▶ Task to carry out
What is needed here is an exact reprint of every record below.

(Source data)
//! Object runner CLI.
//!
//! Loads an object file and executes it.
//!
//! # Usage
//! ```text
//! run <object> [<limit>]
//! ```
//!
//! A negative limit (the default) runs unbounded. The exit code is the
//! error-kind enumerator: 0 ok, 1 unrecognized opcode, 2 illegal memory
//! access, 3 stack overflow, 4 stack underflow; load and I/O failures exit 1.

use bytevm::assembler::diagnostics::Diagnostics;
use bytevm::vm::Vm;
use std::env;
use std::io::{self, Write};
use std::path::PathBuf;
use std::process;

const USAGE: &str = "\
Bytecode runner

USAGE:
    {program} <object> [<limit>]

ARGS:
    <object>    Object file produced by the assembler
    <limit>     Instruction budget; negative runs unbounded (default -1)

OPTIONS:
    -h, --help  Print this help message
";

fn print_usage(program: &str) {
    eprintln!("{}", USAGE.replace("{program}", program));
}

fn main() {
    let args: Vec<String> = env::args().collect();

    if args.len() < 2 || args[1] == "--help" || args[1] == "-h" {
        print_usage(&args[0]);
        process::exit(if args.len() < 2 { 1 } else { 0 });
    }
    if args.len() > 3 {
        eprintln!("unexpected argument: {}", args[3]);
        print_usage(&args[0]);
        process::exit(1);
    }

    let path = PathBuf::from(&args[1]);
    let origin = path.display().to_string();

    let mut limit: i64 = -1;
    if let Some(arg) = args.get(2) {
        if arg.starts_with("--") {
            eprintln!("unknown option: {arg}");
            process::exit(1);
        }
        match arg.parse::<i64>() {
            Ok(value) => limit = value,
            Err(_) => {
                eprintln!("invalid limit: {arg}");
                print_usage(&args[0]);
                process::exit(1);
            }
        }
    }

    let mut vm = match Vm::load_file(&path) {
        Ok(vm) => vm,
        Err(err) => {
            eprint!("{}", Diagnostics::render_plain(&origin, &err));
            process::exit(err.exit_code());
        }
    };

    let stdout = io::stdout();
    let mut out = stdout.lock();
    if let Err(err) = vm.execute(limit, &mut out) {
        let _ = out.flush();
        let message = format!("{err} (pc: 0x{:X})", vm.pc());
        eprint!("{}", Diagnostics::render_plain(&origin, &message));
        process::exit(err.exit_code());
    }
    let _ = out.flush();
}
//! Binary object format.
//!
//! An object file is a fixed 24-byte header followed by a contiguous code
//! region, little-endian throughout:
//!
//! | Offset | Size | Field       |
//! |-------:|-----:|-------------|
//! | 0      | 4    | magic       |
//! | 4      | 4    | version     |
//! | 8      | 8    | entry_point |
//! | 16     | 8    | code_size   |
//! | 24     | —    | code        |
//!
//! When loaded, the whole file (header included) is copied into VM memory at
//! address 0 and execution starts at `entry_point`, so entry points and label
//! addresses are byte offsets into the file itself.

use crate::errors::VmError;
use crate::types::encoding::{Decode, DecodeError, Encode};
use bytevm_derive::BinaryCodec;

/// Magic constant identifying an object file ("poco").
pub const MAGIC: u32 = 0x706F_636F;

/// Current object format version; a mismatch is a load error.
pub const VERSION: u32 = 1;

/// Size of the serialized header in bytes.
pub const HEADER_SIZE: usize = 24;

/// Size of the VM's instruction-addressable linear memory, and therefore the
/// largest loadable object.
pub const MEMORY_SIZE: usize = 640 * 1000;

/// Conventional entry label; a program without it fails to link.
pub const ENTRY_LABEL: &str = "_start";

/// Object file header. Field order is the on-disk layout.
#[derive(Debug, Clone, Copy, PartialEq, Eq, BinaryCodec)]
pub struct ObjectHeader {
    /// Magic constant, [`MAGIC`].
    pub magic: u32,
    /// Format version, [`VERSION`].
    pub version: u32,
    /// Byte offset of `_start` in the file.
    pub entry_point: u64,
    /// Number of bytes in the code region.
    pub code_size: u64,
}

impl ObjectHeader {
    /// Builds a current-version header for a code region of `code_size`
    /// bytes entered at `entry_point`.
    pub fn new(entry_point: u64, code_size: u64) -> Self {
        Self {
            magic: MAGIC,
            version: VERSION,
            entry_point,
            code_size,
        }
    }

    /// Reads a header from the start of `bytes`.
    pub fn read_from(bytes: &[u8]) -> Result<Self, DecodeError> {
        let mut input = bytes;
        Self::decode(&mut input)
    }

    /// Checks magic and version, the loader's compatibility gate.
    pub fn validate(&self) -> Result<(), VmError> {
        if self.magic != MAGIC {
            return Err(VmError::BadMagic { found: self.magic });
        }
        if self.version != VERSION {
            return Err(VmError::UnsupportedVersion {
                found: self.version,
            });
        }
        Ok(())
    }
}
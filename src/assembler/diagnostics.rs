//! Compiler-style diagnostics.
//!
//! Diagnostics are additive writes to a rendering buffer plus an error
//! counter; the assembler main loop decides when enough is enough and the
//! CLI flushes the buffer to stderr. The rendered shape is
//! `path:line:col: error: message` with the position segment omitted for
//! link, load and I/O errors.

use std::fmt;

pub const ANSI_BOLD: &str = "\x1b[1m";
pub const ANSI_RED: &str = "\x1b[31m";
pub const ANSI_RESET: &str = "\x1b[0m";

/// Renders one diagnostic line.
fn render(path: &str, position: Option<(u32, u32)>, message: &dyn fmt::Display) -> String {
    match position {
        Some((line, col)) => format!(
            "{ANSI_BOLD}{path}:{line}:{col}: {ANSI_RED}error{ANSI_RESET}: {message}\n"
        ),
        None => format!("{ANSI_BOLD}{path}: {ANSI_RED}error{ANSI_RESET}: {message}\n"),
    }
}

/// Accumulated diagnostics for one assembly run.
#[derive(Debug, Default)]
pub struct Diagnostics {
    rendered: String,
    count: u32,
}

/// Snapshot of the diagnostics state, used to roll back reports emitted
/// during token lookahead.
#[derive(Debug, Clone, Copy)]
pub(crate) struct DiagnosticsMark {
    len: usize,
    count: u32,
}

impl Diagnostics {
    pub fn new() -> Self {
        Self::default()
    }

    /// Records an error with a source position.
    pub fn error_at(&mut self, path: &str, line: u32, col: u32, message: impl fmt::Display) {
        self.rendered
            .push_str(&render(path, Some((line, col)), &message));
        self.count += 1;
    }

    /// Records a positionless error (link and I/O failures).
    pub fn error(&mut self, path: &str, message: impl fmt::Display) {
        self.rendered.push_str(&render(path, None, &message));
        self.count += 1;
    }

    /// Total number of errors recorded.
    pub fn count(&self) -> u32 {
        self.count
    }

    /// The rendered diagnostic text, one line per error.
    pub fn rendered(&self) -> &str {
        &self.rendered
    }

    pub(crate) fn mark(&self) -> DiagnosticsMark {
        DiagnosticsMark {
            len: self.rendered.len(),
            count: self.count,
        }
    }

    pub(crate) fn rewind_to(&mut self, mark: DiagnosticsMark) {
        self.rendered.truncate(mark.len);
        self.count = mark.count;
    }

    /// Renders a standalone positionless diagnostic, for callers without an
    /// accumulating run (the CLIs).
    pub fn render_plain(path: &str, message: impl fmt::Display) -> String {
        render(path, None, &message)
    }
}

▶ Solution for this problem
//! Object runner CLI.
//!
//! Loads an object file and executes it.
//!
//! # Usage
//! ```text
//! run <object> [<limit>]
//! ```
//!
//! A negative limit (the default) runs unbounded. The exit code is the
//! error-kind enumerator: 0 ok, 1 unrecognized opcode, 2 illegal memory
//! access, 3 stack overflow, 4 stack underflow; load and I/O failures exit 1.

use bytevm::assembler::diagnostics::Diagnostics;
use bytevm::vm::Vm;
use std::env;
use std::io::{self, Write};
use std::path::PathBuf;
use std::process;

const USAGE: &str = "\
Bytecode runner

USAGE:
    {program} <object> [<limit>]

ARGS:
    <object>    Object file produced by the assembler
    <limit>     Instruction budget; negative runs unbounded (default -1)

OPTIONS:
    -h, --help  Print this help message
";

fn print_usage(program: &str) {
    eprintln!("{}", USAGE.replace("{program}", program));
}

fn main() {
    let args: Vec<String> = env::args().collect();

    if args.len() < 2 || args[1] == "--help" || args[1] == "-h" {
        print_usage(&args[0]);
        process::exit(if args.len() < 2 { 1 } else { 0 });
    }
    if args.len() > 3 {
        eprintln!("unexpected argument: {}", args[3]);
        print_usage(&args[0]);
        process::exit(1);
    }

    let path = PathBuf::from(&args[1]);
    let origin = path.display().to_string();

    let mut limit: i64 = -1;
    if let Some(arg) = args.get(2) {
        if arg.starts_with("--") {
            eprintln!("unknown option: {arg}");
            process::exit(1);
        }
        match arg.parse::<i64>() {
            Ok(value) => limit = value,
            Err(_) => {
                eprintln!("invalid limit: {arg}");
                print_usage(&args[0]);
                process::exit(1);
            }
        }
    }

    let mut vm = match Vm::load_file(&path) {
        Ok(vm) => vm,
        Err(err) => {
            eprint!("{}", Diagnostics::render_plain(&origin, &err));
            process::exit(err.exit_code());
        }
    };

    let stdout = io::stdout();
    let mut out = stdout.lock();
    if let Err(err) = vm.execute(limit, &mut out) {
        let _ = out.flush();
        let message = format!("{err} (pc: 0x{:X})", vm.pc());
        eprint!("{}", Diagnostics::render_plain(&origin, &message));
        process::exit(err.exit_code());
    }
    let _ = out.flush();
}
//! Binary object format.
//!
//! An object file is a fixed 24-byte header followed by a contiguous code
//! region, little-endian throughout:
//!
//! | Offset | Size | Field       |
//! |-------:|-----:|-------------|
//! | 0      | 4    | magic       |
//! | 4      | 4    | version     |
//! | 8      | 8    | entry_point |
//! | 16     | 8    | code_size   |
//! | 24     | —    | code        |
//!
//! When loaded, the whole file (header included) is copied into VM memory at
//! address 0 and execution starts at `entry_point`, so entry points and label
//! addresses are byte offsets into the file itself.

use crate::errors::VmError;
use crate::types::encoding::{Decode, DecodeError, Encode};
use bytevm_derive::BinaryCodec;

/// Magic constant identifying an object file ("poco").
pub const MAGIC: u32 = 0x706F_636F;

/// Current object format version; a mismatch is a load error.
pub const VERSION: u32 = 1;

/// Size of the serialized header in bytes.
pub const HEADER_SIZE: usize = 24;

/// Size of the VM's instruction-addressable linear memory, and therefore the
/// largest loadable object.
pub const MEMORY_SIZE: usize = 640 * 1000;

/// Conventional entry label; a program without it fails to link.
pub const ENTRY_LABEL: &str = "_start";

/// Object file header. Field order is the on-disk layout.
#[derive(Debug, Clone, Copy, PartialEq, Eq, BinaryCodec)]
pub struct ObjectHeader {
    /// Magic constant, [`MAGIC`].
    pub magic: u32,
    /// Format version, [`VERSION`].
    pub version: u32,
    /// Byte offset of `_start` in the file.
    pub entry_point: u64,
    /// Number of bytes in the code region.
    pub code_size: u64,
}

impl ObjectHeader {
    /// Builds a current-version header for a code region of `code_size`
    /// bytes entered at `entry_point`.
    pub fn new(entry_point: u64, code_size: u64) -> Self {
        Self {
            magic: MAGIC,
            version: VERSION,
            entry_point,
            code_size,
        }
    }

    /// Reads a header from the start of `bytes`.
    pub fn read_from(bytes: &[u8]) -> Result<Self, DecodeError> {
        let mut input = bytes;
        Self::decode(&mut input)
    }

    /// Checks magic and version, the loader's compatibility gate.
    pub fn validate(&self) -> Result<(), VmError> {
        if self.magic != MAGIC {
            return Err(VmError::BadMagic { found: self.magic });
        }
        if self.version != VERSION {
            return Err(VmError::UnsupportedVersion {
                found: self.version,
            });
        }
        Ok(())
    }
}
filename src/assembler/diagnostics.rs
//! Compiler-style diagnostics.
//!
//! Diagnostics are additive writes to a rendering buffer plus an error
//! counter; the assembler main loop decides when enough is enough and the
//! CLI flushes the buffer to stderr. The rendered shape is
//! `path:line:col: error: message` with the position segment omitted for
//! link, load and I/O errors.

use std::fmt;

pub const ANSI_BOLD: &str = "\x1b[1m";
pub const ANSI_RED: &str = "\x1b[31m";
pub const ANSI_RESET: &str = "\x1b[0m";

/// Renders one diagnostic line.
fn render(path: &str, position: Option<(u32, u32)>, message: &dyn fmt::Display) -> String {
    match position {
        Some((line, col)) => format!(
            "{ANSI_BOLD}{path}:{line}:{col}: {ANSI_RED}error{ANSI_RESET}: {message}\n"
        ),
        None => format!("{ANSI_BOLD}{path}: {ANSI_RED}error{ANSI_RESET}: {message}\n"),
    }
}

/// Accumulated diagnostics for one assembly run.
#[derive(Debug, Default)]
pub struct Diagnostics {
    rendered: String,
    count: u32,
}

/// Snapshot of the diagnostics state, used to roll back reports emitted
/// during token lookahead.
#[derive(Debug, Clone, Copy)]
pub(crate) struct DiagnosticsMark {
    len: usize,
    count: u32,
}

impl Diagnostics {
    pub fn new() -> Self {
        Self::default()
    }

    /// Records an error with a source position.
    pub fn error_at(&mut self, path: &str, line: u32, col: u32, message: impl fmt::Display) {
        self.rendered
            .push_str(&render(path, Some((line, col)), &message));
        self.count += 1;
    }

    /// Records a positionless error (link and I/O failures).
    pub fn error(&mut self, path: &str, message: impl fmt::Display) {
        self.rendered.push_str(&render(path, None, &message));
        self.count += 1;
    }

    /// Total number of errors recorded.
    pub fn count(&self) -> u32 {
        self.count
    }

    /// The rendered diagnostic text, one line per error.
    pub fn rendered(&self) -> &str {
        &self.rendered
    }

    pub(crate) fn mark(&self) -> DiagnosticsMark {
        DiagnosticsMark {
            len: self.rendered.len(),
            count: self.count,
        }
    }

    pub(crate) fn rewind_to(&mut self, mark: DiagnosticsMark) {
        self.rendered.truncate(mark.len);
        self.count = mark.count;
    }

    /// Renders a standalone positionless diagnostic, for callers without an
    /// accumulating run (the CLIs).
    pub fn render_plain(path: &str, message: impl fmt::Display) -> String {
        render(path, None, &message)
    }
}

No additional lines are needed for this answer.